▸ ACTIVITY: Beginning with the line that holds "the operation meaningless", set down each line of the data below through the very last, exactly as given, and nothing beyond that.

[Collected data entries]
============================================================

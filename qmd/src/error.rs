//! Error types for the QMD library.

use thiserror::Error;

/// Result alias used throughout the library.
pub type Result<T> = std::result::Result<T, QmdError>;

/// Errors surfaced by the QMD core.
///
/// Repositories propagate database errors untouched; services translate
/// them into this taxonomy at the boundary. Binaries convert to exits.
#[derive(Debug, Error)]
pub enum QmdError {
    /// A collection, document, or model does not exist. For documents the
    /// error carries up to five similar paths to suggest.
    #[error("{kind} not found: {name}")]
    NotFound {
        /// What was looked up ("collection", "document", "model").
        kind: &'static str,
        /// The name or path that missed.
        name: String,
        /// Close matches to suggest, possibly empty.
        similar: Vec<String>,
    },

    /// Input rejected before any store mutation (duplicate names,
    /// malformed virtual paths, bad globs).
    #[error("validation error: {0}")]
    Validation(String),

    /// The LLM provider failed transiently (network, non-success status,
    /// malformed body). Callers retry once after a model pull or record
    /// the error and continue.
    #[error("llm provider error: {0}")]
    Llm(String),

    /// The store is in a state that makes the operation meaningless
    /// (vector table absent, dimension mismatch, empty FTS query).
    /// Search paths degrade instead of failing.
    #[error("state error: {0}")]
    State(String),

    /// Database open, statement, or migration failure. Fatal at the
    /// process level; any open transaction rolls back.
    #[error("database error: {0}")]
    Db(#[from] rusqlite::Error),

    #[error("io error: {0}")]
    Io(#[from] std::io::Error),

    #[error("invalid glob pattern: {0}")]
    Glob(#[from] glob::PatternError),
}

impl QmdError {
    /// NotFound with no suggestions.
    pub fn not_found(kind: &'static str, name: impl Into<String>) -> Self {
        Self::NotFound {
            kind,
            name: name.into(),
            similar: Vec::new(),
        }
    }
}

============================================================

▸ RESPONSE FOR THIS EXERCISE:
    /// The store is in a state that makes the operation meaningless
    /// (vector table absent, dimension mismatch, empty FTS query).
    /// Search paths degrade instead of failing.
    #[error("state error: {0}")]
    State(String),

    /// Database open, statement, or migration failure. Fatal at the
    /// process level; any open transaction rolls back.
    #[error("database error: {0}")]
    Db(#[from] rusqlite::Error),

    #[error("io error: {0}")]
    Io(#[from] std::io::Error),

    #[error("invalid glob pattern: {0}")]
    Glob(#[from] glob::PatternError),
}

impl QmdError {
    /// NotFound with no suggestions.
    pub fn not_found(kind: &'static str, name: impl Into<String>) -> Self {
        Self::NotFound {
            kind,
            name: name.into(),
            similar: Vec::new(),
        }
    }
}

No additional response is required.